Depuis plus d'un an, nous avons fait fonctionner l'Agence en préfiguration, par le biais du Comité National d'Engagement de tous les partenaires.
Depuis un an, les travaux ont commencé dans de nombreux sites et la concertation est pratiquement partout. Quel bonheur de voir déjà Croix Chevalier à Blois évoluer, Félix Piat à Marseille, le Mirail à Toulouse, le quartier Wilson à Reims, le Chemin Vert à Boulogne sur mer, le quartier Wilworde à Maubeuge, les Tarterets à Corbeil.
A cette heure-ci, Monsieur le Président,
· 5 conventions globales définitives ont été signées pour 542 millions d'euros, dont 222 pour la partie Agence,
· 4.093 démolitions,
· 3.896 reconstructions,
· 6.551 résidentialisations avec refonte complète du quartier, · 12 sont en cours de rédaction et de validation pour 1.744 milliards d'euros, 30.000 résidentialisations, 10.595 démolitions,
· 70 conventions seront signées et opérationnelles au 1er trimestre 2004, et 94 conventions au 2ème trimestre de la même année.
L'Agence, en tant que telle, sera installée physiquement le 17 novembre 2003 par le Premier Ministre, l'équipe est recrutée, elle est en place.
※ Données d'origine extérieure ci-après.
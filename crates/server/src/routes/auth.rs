//! Login and logout routes.
//!
//! Customers sign in with their email and password. The resulting identity
//! (email plus product authorities) lives in the session.

use askama::Template;
use askama_web::WebTemplate;
use axum::{
    Form,
    extract::{Query, State},
    response::{IntoResponse, Redirect, Response},
};
use serde::Deserialize;
use tower_sessions::Session;

use crate::error::{AppError, Result, clear_sentry_user, set_sentry_user};
use crate::filters;
use crate::middleware::{OptionalAuth, clear_current_customer, set_current_customer};
use crate::models::CurrentCustomer;
use crate::services::{AuthError, AuthService};
use crate::state::AppState;

/// Where a successful login lands.
const AFTER_LOGIN: &str = "/mvc/customer/read";

/// Login form data.
#[derive(Debug, Deserialize)]
pub struct LoginForm {
    pub email: String,
    pub password: String,
}

/// Query parameters of the login page.
#[derive(Debug, Deserialize)]
pub struct LoginQuery {
    pub logged_out: Option<bool>,
}

/// Login page template.
#[derive(Template, WebTemplate)]
#[template(path = "login.html")]
pub struct LoginTemplate {
    pub current: Option<CurrentCustomer>,
    pub email: String,
    pub error: Option<String>,
    pub notice: Option<String>,
}

/// Display the login page.
pub async fn login_page(
    OptionalAuth(current): OptionalAuth,
    Query(query): Query<LoginQuery>,
) -> impl IntoResponse {
    LoginTemplate {
        current,
        email: String::new(),
        error: None,
        notice: query
            .logged_out
            .filter(|v| *v)
            .map(|_| "You have been signed out.".to_string()),
    }
}

/// Handle login form submission.
pub async fn login(
    State(state): State<AppState>,
    session: Session,
    Form(form): Form<LoginForm>,
) -> Result<Response> {
    let auth = AuthService::new(state.customers());

    let identity = match auth.authenticate(&form.email, &form.password).await {
        Ok(identity) => identity,
        Err(
            e @ (AuthError::InvalidEmail(_)
            | AuthError::InvalidCredentials
            | AuthError::UserNotFound(_)),
        ) => {
            tracing::warn!(error = %e, "Login failed");
            return Ok(LoginTemplate {
                current: None,
                email: form.email,
                error: Some("Invalid email or password".to_string()),
                notice: None,
            }
            .into_response());
        }
        Err(e) => return Err(e.into()),
    };

    let customer = CurrentCustomer::from(identity);
    set_current_customer(&session, &customer)
        .await
        .map_err(|e| AppError::Internal(format!("session error: {e}")))?;
    set_sentry_user(customer.email.as_str());
    tracing::info!(email = %customer.email, "Customer signed in");

    Ok(Redirect::to(AFTER_LOGIN).into_response())
}

/// Handle logout.
pub async fn logout(session: Session) -> Result<Redirect> {
    clear_current_customer(&session)
        .await
        .map_err(|e| AppError::Internal(format!("session error: {e}")))?;
    clear_sentry_user();

    Ok(Redirect::to("/login?logged_out=true"))
}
Les garanties de fonctionnement de cette Agence :
· Il s'agit d'un EPIC, un Etablissement Public Industriel et Commercial autonome protégé des aléas budgétaires par une Loi de Programme et un minimum annuel. C'est un mélange de la forme la plus aboutie de la décentralisation, puisqu'elle garantit en réalité l'action des partenaires locaux et en même temps une mobilisation massive, autour de l'Etat, de tous les partenaires.
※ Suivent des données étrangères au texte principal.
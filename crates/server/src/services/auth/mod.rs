//! Authentication service.
//!
//! Customers sign in with their email and password. The customer store is
//! reached through the [`IdentityProvider`] trait, which maps a stored
//! customer to the [`Identity`] shape the login flow works with.

mod error;

pub use error::AuthError;

use std::future::Future;

use argon2::{
    Argon2,
    password_hash::{PasswordHash, PasswordHasher, PasswordVerifier, SaltString, rand_core::OsRng},
};

use nighthawk_core::Email;

/// An authenticatable principal.
#[derive(Debug, Clone, PartialEq, Eq)]
pub struct Identity {
    /// Login name (the customer's email).
    pub username: Email,
    /// Stored Argon2 password hash.
    pub credential: String,
    /// One authority per product attached to the customer.
    pub authorities: Vec<String>,
}

/// Source of identities for the login flow.
pub trait IdentityProvider {
    /// Load the identity registered under `username`.
    ///
    /// Fails with [`AuthError::UserNotFound`] when nothing matches.
    fn load_identity(
        &self,
        username: &Email,
    ) -> impl Future<Output = Result<Identity, AuthError>> + Send;
}

/// Password authentication on top of an [`IdentityProvider`].
pub struct AuthService<P> {
    provider: P,
}

impl<P: IdentityProvider> AuthService<P> {
    /// Create a new authentication service.
    #[must_use]
    pub const fn new(provider: P) -> Self {
        Self { provider }
    }

    /// Verify an email/password pair.
    ///
    /// # Errors
    ///
    /// Returns `AuthError::InvalidEmail` if the email format is invalid.
    /// Returns `AuthError::UserNotFound` if no customer has that email.
    /// Returns `AuthError::InvalidCredentials` if the password is wrong or unset.
    pub async fn authenticate(&self, email: &str, password: &str) -> Result<Identity, AuthError> {
        let email = Email::parse(email)?;
        let identity = self.provider.load_identity(&email).await?;

        if password.is_empty() || identity.credential.trim().is_empty() {
            return Err(AuthError::InvalidCredentials);
        }
        verify_password(password, &identity.credential)?;

        Ok(identity)
    }
}

/// Hash a password with Argon2id and a random salt.
///
/// # Errors
///
/// Returns `AuthError::PasswordHash` if hashing fails.
pub fn hash_password(password: &str) -> Result<String, AuthError> {
    let salt = SaltString::generate(&mut OsRng);
    let argon2 = Argon2::default();

    argon2
        .hash_password(password.as_bytes(), &salt)
        .map(|hash| hash.to_string())
        .map_err(|_| AuthError::PasswordHash)
}

/// Verify a password against a hash.
///
/// # Errors
///
/// Returns `AuthError::InvalidCredentials` if the hash is malformed or doesn't match.
pub fn verify_password(password: &str, hash: &str) -> Result<(), AuthError> {
    let parsed_hash = PasswordHash::new(hash).map_err(|_| AuthError::InvalidCredentials)?;
    let argon2 = Argon2::default();

    argon2
        .verify_password(password.as_bytes(), &parsed_hash)
        .map_err(|_| AuthError::InvalidCredentials)
}

#[cfg(test)]
#[allow(clippy::unwrap_used)]
mod tests {
    use std::collections::HashMap;

    use super::*;

    struct StaticProvider(HashMap<String, Identity>);

    impl IdentityProvider for StaticProvider {
        async fn load_identity(&self, username: &Email) -> Result<Identity, AuthError> {
            self.0
                .get(username.as_str())
                .cloned()
                .ok_or_else(|| AuthError::UserNotFound(username.to_string()))
        }
    }

    fn provider_with(email: &str, credential: &str) -> StaticProvider {
        let identity = Identity {
            username: Email::parse(email).unwrap(),
            credential: credential.to_string(),
            authorities: vec!["ROLE_USER".to_string()],
        };
        StaticProvider(HashMap::from([(email.to_string(), identity)]))
    }

    #[test]
    fn test_hash_is_salted_and_verifiable() {
        let first = hash_password("123Toby!").unwrap();
        let second = hash_password("123Toby!").unwrap();

        assert_ne!(first, "123Toby!");
        assert_ne!(first, second);
        assert!(first.starts_with("$argon2id$"));
        assert!(verify_password("123Toby!", &first).is_ok());
        assert!(matches!(
            verify_password("wrong", &first),
            Err(AuthError::InvalidCredentials)
        ));
    }

    #[test]
    fn test_malformed_hash_is_rejected() {
        assert!(matches!(
            verify_password("anything", "not-a-phc-string"),
            Err(AuthError::InvalidCredentials)
        ));
    }

    #[tokio::test]
    async fn test_authenticate_success() {
        let hash = hash_password("123Niko!").unwrap();
        let auth = AuthService::new(provider_with("niko@gmail.com", &hash));

        let identity = auth.authenticate("niko@gmail.com", "123Niko!").await.unwrap();
        assert_eq!(identity.username.as_str(), "niko@gmail.com");
        assert_eq!(identity.authorities, vec!["ROLE_USER"]);
    }

    #[tokio::test]
    async fn test_authenticate_unknown_user() {
        let auth = AuthService::new(provider_with("niko@gmail.com", "x"));
        let err = auth.authenticate("lexb@gmail.com", "pw").await.unwrap_err();

        assert!(matches!(err, AuthError::UserNotFound(ref who) if who == "lexb@gmail.com"));
    }

    #[tokio::test]
    async fn test_authenticate_rejects_empty_password_even_if_hash_matches() {
        let hash = hash_password("").unwrap();
        let auth = AuthService::new(provider_with("madam@gmail.com", &hash));
        let err = auth.authenticate("madam@gmail.com", "").await.unwrap_err();

        assert!(matches!(err, AuthError::InvalidCredentials));
    }

    #[tokio::test]
    async fn test_authenticate_blank_credential() {
        let auth = AuthService::new(provider_with("niko@gmail.com", ""));
        let err = auth.authenticate("niko@gmail.com", "").await.unwrap_err();

        assert!(matches!(err, AuthError::InvalidCredentials));
    }
}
· Tout est filmé, avec un point annuel ; mémoire des quartiers et compte rendu de l'avancement des travaux,
· Comité indépendant de suivi, véritable vigie républicaine.
L'avenir de ce programme :
· Les quartiers difficiles accrochés à des réalités urbaines : nous réussirons à 100 %
· Les sites orphelins : plus difficiles, mais nous réussirons également,
· Reste un dossier dans le dossier, un cas particulier : la Seine Saint Denis et une Partie du Val d'Oise qui nécessite pour nous des moyens encore plus exorbitants sur lesquels nous serons au clair avant Noël, sachant qu'en tout état de cause, les projets ont déjà démarré et fonctionnent.
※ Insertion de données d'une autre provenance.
//! Customer service.
//!
//! Orchestrates the customer, product and membership repositories, hashes
//! passwords before they are stored and exposes customers to the login flow
//! through [`IdentityProvider`].

use secrecy::ExposeSecret;
use serde_json::{Map, Value};
use sqlx::PgPool;
use thiserror::Error;
use tracing::instrument;

use nighthawk_core::{CustomerId, Email, OrderEntry, OrderHistory, OrderHistoryError};

use crate::db::customers::{CustomerUpdate, NewCustomer};
use crate::db::{CustomerRepository, MembershipRepository, ProductRepository, RepositoryError};
use crate::models::{Customer, CustomerDraft, CustomerProduct, Membership, ValidationError};
use crate::services::auth::{AuthError, Identity, IdentityProvider, hash_password};

/// Body keys of a stats update that are not order attributes.
pub const STATS_RESERVED_KEYS: &[&str] = &["id", "date"];

/// Errors returned by [`CustomerService`].
#[derive(Debug, Error)]
pub enum ServiceError {
    /// Another customer already uses this email.
    #[error("{0} is already registered")]
    DuplicateEmail(Email),

    /// The customer being updated does not exist.
    #[error("customer {0} not found")]
    CustomerNotFound(CustomerId),

    /// Order-history input was rejected.
    #[error(transparent)]
    OrderHistory(#[from] OrderHistoryError),

    /// Customer input was rejected.
    #[error(transparent)]
    Validation(#[from] ValidationError),

    /// Password hashing failed.
    #[error(transparent)]
    Auth(#[from] AuthError),

    /// Repository/database error.
    #[error("database error: {0}")]
    Repository(#[from] RepositoryError),
}

/// Outcome of [`CustomerService::defaults`].
#[derive(Debug, Clone, Copy, Default, PartialEq, Eq)]
pub struct DefaultsReport {
    /// Customers that received the default password.
    pub passwords_set: u64,
    /// Customers that received the default product.
    pub products_granted: u64,
}

/// Customer service.
pub struct CustomerService<'a> {
    customers: CustomerRepository<'a>,
    products: ProductRepository<'a>,
    memberships: MembershipRepository<'a>,
}

impl<'a> CustomerService<'a> {
    /// Create a new customer service.
    #[must_use]
    pub const fn new(pool: &'a PgPool) -> Self {
        Self {
            customers: CustomerRepository::new(pool),
            products: ProductRepository::new(pool),
            memberships: MembershipRepository::new(pool),
        }
    }

    // =========================================================================
    // Customers
    // =========================================================================

    /// Every customer, ordered by name ascending.
    ///
    /// # Errors
    ///
    /// Returns `ServiceError::Repository` if the query fails.
    pub async fn list_all(&self) -> Result<Vec<Customer>, ServiceError> {
        Ok(self.customers.find_all().await?)
    }

    /// Customers whose name contains `name` or whose email contains `email`,
    /// ignoring case.
    ///
    /// # Errors
    ///
    /// Returns `ServiceError::Repository` if the query fails.
    pub async fn list(&self, name: &str, email: &str) -> Result<Vec<Customer>, ServiceError> {
        Ok(self.customers.find_by_name_or_email(name, email).await?)
    }

    /// Customers whose name or email contains `term`, ignoring case.
    ///
    /// # Errors
    ///
    /// Returns `ServiceError::Repository` if the query fails.
    pub async fn search(&self, term: &str) -> Result<Vec<Customer>, ServiceError> {
        self.list(term, term).await
    }

    /// Insert or update a customer, hashing the password first.
    ///
    /// An update with an empty password keeps the stored hash.
    ///
    /// # Errors
    ///
    /// Returns `ServiceError::DuplicateEmail` if the email belongs to another customer.
    /// Returns `ServiceError::CustomerNotFound` when updating an unknown ID.
    #[instrument(skip(self, draft), fields(email = %draft.email))]
    pub async fn save(&self, draft: &CustomerDraft) -> Result<Customer, ServiceError> {
        let plaintext = draft.password.expose_secret();

        let result = match draft.id {
            None => {
                let password_hash = hash_password(plaintext)?;
                let history = OrderHistory::new();
                self.customers
                    .insert(&NewCustomer {
                        email: &draft.email,
                        password_hash: &password_hash,
                        name: &draft.name,
                        last_visited: draft.last_visited,
                        order_history: &history,
                    })
                    .await
            }
            Some(id) => {
                let password_hash = if plaintext.is_empty() {
                    None
                } else {
                    Some(hash_password(plaintext)?)
                };
                self.customers
                    .update(
                        id,
                        &CustomerUpdate {
                            email: &draft.email,
                            password_hash: password_hash.as_deref(),
                            name: &draft.name,
                            last_visited: draft.last_visited,
                        },
                    )
                    .await
            }
        };

        match result {
            Ok(customer) => {
                tracing::info!(customer_id = %customer.id, "Customer saved");
                Ok(customer)
            }
            Err(RepositoryError::Conflict(_)) => Err(ServiceError::DuplicateEmail(draft.email.clone())),
            Err(RepositoryError::NotFound) => match draft.id {
                Some(id) => Err(ServiceError::CustomerNotFound(id)),
                None => Err(RepositoryError::NotFound.into()),
            },
            Err(e) => Err(e.into()),
        }
    }

    /// Insert a customer with an initial order-history and one membership.
    ///
    /// The customer and membership rows are written in one transaction.
    ///
    /// # Errors
    ///
    /// Returns `ServiceError::DuplicateEmail` if the email is taken.
    /// Returns `ServiceError::Repository` if either insert fails; nothing is written.
    pub async fn create_member(
        &self,
        draft: &CustomerDraft,
        history: &OrderHistory,
        membership: &str,
    ) -> Result<Customer, ServiceError> {
        let password_hash = hash_password(draft.password.expose_secret())?;
        let new_customer = NewCustomer {
            email: &draft.email,
            password_hash: &password_hash,
            name: &draft.name,
            last_visited: draft.last_visited,
            order_history: history,
        };
        self.customers
            .insert_with_membership(&new_customer, membership)
            .await
            .map_err(|e| match e {
                RepositoryError::Conflict(_) => ServiceError::DuplicateEmail(draft.email.clone()),
                other => other.into(),
            })
    }

    /// Get a customer by ID.
    ///
    /// # Errors
    ///
    /// Returns `ServiceError::Repository` if the query fails.
    pub async fn get(&self, id: CustomerId) -> Result<Option<Customer>, ServiceError> {
        Ok(self.customers.find_by_id(id).await?)
    }

    /// Get a customer by email.
    ///
    /// # Errors
    ///
    /// Returns `ServiceError::Repository` if the query fails.
    pub async fn get_by_email(&self, email: &Email) -> Result<Option<Customer>, ServiceError> {
        Ok(self.customers.find_by_email(email).await?)
    }

    /// Delete a customer and their memberships.
    ///
    /// Returns the deleted customer, or `None` if the ID was unknown.
    ///
    /// # Errors
    ///
    /// Returns `ServiceError::Repository` if the transaction fails.
    #[instrument(skip(self))]
    pub async fn delete(&self, id: CustomerId) -> Result<Option<Customer>, ServiceError> {
        let deleted = self.customers.delete(id).await?;
        if deleted.is_some() {
            tracing::info!(customer_id = %id, "Customer deleted");
        }
        Ok(deleted)
    }

    /// Memberships held by a customer.
    ///
    /// # Errors
    ///
    /// Returns `ServiceError::Repository` if the query fails.
    pub async fn memberships(&self, id: CustomerId) -> Result<Vec<Membership>, ServiceError> {
        Ok(self.memberships.find_by_customer(id).await?)
    }

    /// Give a customer a membership.
    ///
    /// # Errors
    ///
    /// Returns `ServiceError::Repository` if the insert fails.
    pub async fn add_membership(
        &self,
        id: CustomerId,
        description: &str,
    ) -> Result<Membership, ServiceError> {
        Ok(self.memberships.create(id, description).await?)
    }

    /// Replace the order-history entry for `date` with the attributes of `body`.
    ///
    /// The `id` and `date` keys of `body` are not stored as attributes.
    /// Returns `None` if the customer does not exist.
    ///
    /// # Errors
    ///
    /// Returns `ServiceError::OrderHistory` for a blank date or non-scalar attributes.
    #[instrument(skip(self, body))]
    pub async fn set_stats(
        &self,
        id: CustomerId,
        date: &str,
        body: &Map<String, Value>,
    ) -> Result<Option<Customer>, ServiceError> {
        let date = OrderHistory::date_key(date)?;
        let entry = OrderEntry::from_json_object(body, STATS_RESERVED_KEYS)?;

        Ok(self.customers.set_order_entry(id, &date, &entry).await?)
    }

    /// Backfill a password and a product onto existing customers.
    ///
    /// Every customer with a blank password gets `password` hashed (each
    /// with its own salt). Every customer with no products gets
    /// `product_name`, if such a product exists.
    ///
    /// # Errors
    ///
    /// Returns `ServiceError::Validation` if `password` is blank.
    /// Returns `ServiceError::Repository` if a query fails.
    #[instrument(skip(self, password))]
    pub async fn defaults(
        &self,
        password: &str,
        product_name: &str,
    ) -> Result<DefaultsReport, ServiceError> {
        if password.trim().is_empty() {
            return Err(ValidationError::EmptyPassword.into());
        }
        let mut report = DefaultsReport::default();

        for id in self.customers.find_ids_without_password().await? {
            let password_hash = hash_password(password)?;
            if self.customers.set_password_if_blank(id, &password_hash).await? {
                report.passwords_set += 1;
            }
        }

        match self.products.find_by_name(product_name).await? {
            Some(product) => {
                report.products_granted = self.customers.link_product_where_missing(product.id).await?;
            }
            None => tracing::warn!(product = product_name, "Default product does not exist"),
        }

        tracing::info!(
            passwords_set = report.passwords_set,
            products_granted = report.products_granted,
            "Customer defaults applied"
        );
        Ok(report)
    }

    // =========================================================================
    // Products
    // =========================================================================

    /// Create a product unless one with the same name exists.
    ///
    /// # Errors
    ///
    /// Returns `ServiceError::Repository` if the query fails.
    pub async fn save_product(&self, name: &str) -> Result<CustomerProduct, ServiceError> {
        let (product, created) = self.products.insert_if_absent(name.trim()).await?;
        if created {
            tracing::info!(product = %product.name, "Product created");
        }
        Ok(product)
    }

    /// Every product.
    ///
    /// # Errors
    ///
    /// Returns `ServiceError::Repository` if the query fails.
    pub async fn list_products(&self) -> Result<Vec<CustomerProduct>, ServiceError> {
        Ok(self.products.find_all().await?)
    }

    /// Find a product by name.
    ///
    /// # Errors
    ///
    /// Returns `ServiceError::Repository` if the query fails.
    pub async fn find_product(&self, name: &str) -> Result<Option<CustomerProduct>, ServiceError> {
        Ok(self.products.find_by_name(name).await?)
    }

    /// Attach a product to the customer with `email`.
    ///
    /// Does nothing if either side does not resolve or the link already exists.
    /// Returns `true` only when a new link was created.
    ///
    /// # Errors
    ///
    /// Returns `ServiceError::Repository` if a query fails.
    #[instrument(skip(self))]
    pub async fn add_product_to_customer(
        &self,
        email: &str,
        product_name: &str,
    ) -> Result<bool, ServiceError> {
        let Ok(email) = Email::parse(email) else {
            return Ok(false);
        };
        let Some(customer) = self.customers.find_by_email(&email).await? else {
            return Ok(false);
        };
        let Some(product) = self.products.find_by_name(product_name).await? else {
            return Ok(false);
        };

        Ok(self.customers.link_product(customer.id, product.id).await?)
    }
}

impl IdentityProvider for CustomerService<'_> {
    async fn load_identity(&self, username: &Email) -> Result<Identity, AuthError> {
        let customer = self
            .customers
            .find_by_email(username)
            .await?
            .ok_or_else(|| AuthError::UserNotFound(username.to_string()))?;

        Ok(identity_for(customer))
    }
}

/// Map a customer onto the identity shape used by the login flow.
#[must_use]
pub fn identity_for(customer: Customer) -> Identity {
    Identity {
        authorities: customer.products.into_iter().map(|p| p.name).collect(),
        username: customer.email,
        credential: customer.password,
    }
}

#[cfg(test)]
#[allow(clippy::unwrap_used)]
mod tests {
    use nighthawk_core::ProductId;

    use super::*;

    #[test]
    fn test_identity_uses_email_hash_and_product_names() {
        let customer = Customer {
            id: CustomerId::new(5),
            email: Email::parse("jm1021@gmail.com").unwrap(),
            password: "$argon2id$hash".to_string(),
            name: "John Mortensen".to_string(),
            last_visited: None,
            products: vec![
                CustomerProduct {
                    id: ProductId::new(1),
                    name: "ROLE_ADMIN".to_string(),
                },
                CustomerProduct {
                    id: ProductId::new(2),
                    name: "ROLE_USER".to_string(),
                },
            ],
            order_history: OrderHistory::new(),
        };

        let identity = identity_for(customer);
        assert_eq!(identity.username.as_str(), "jm1021@gmail.com");
        assert_eq!(identity.credential, "$argon2id$hash");
        assert_eq!(identity.authorities, vec!["ROLE_ADMIN", "ROLE_USER"]);
    }

    #[tokio::test]
    async fn test_defaults_rejects_blank_password_before_touching_the_database() {
        let pool = sqlx::postgres::PgPoolOptions::new()
            .connect_lazy("postgres://nighthawk@localhost/nighthawk_test")
            .unwrap();
        let service = CustomerService::new(&pool);

        for blank in ["", "   "] {
            let err = service.defaults(blank, "ROLE_USER").await.unwrap_err();
            assert!(matches!(
                err,
                ServiceError::Validation(ValidationError::EmptyPassword)
            ));
        }
    }

    #[test]
    fn test_duplicate_email_message() {
        let err = ServiceError::DuplicateEmail(Email::parse("toby@gmail.com").unwrap());
        assert_eq!(err.to_string(), "toby@gmail.com is already registered");
    }
}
Mais il faudra faire plus.
La machine est en route, Monsieur le Président, elle ne s'arrêtera pas. Car elle ne repose plus aujourd'hui sur un homme mais sur une méthode et un partenariat.
Plus personne, à compter d'aujourd'hui, pas une ville, pas un organisme HLM ne pourra dire devant un ghetto je ne savais pas ou je ne pouvais pas.
Casser la spirale infernale était, est, la priorité.
Ramener de la fluidité et de l'envie de vivre partout ; c'est la vraie mixité. C'est ce programme qui est en route.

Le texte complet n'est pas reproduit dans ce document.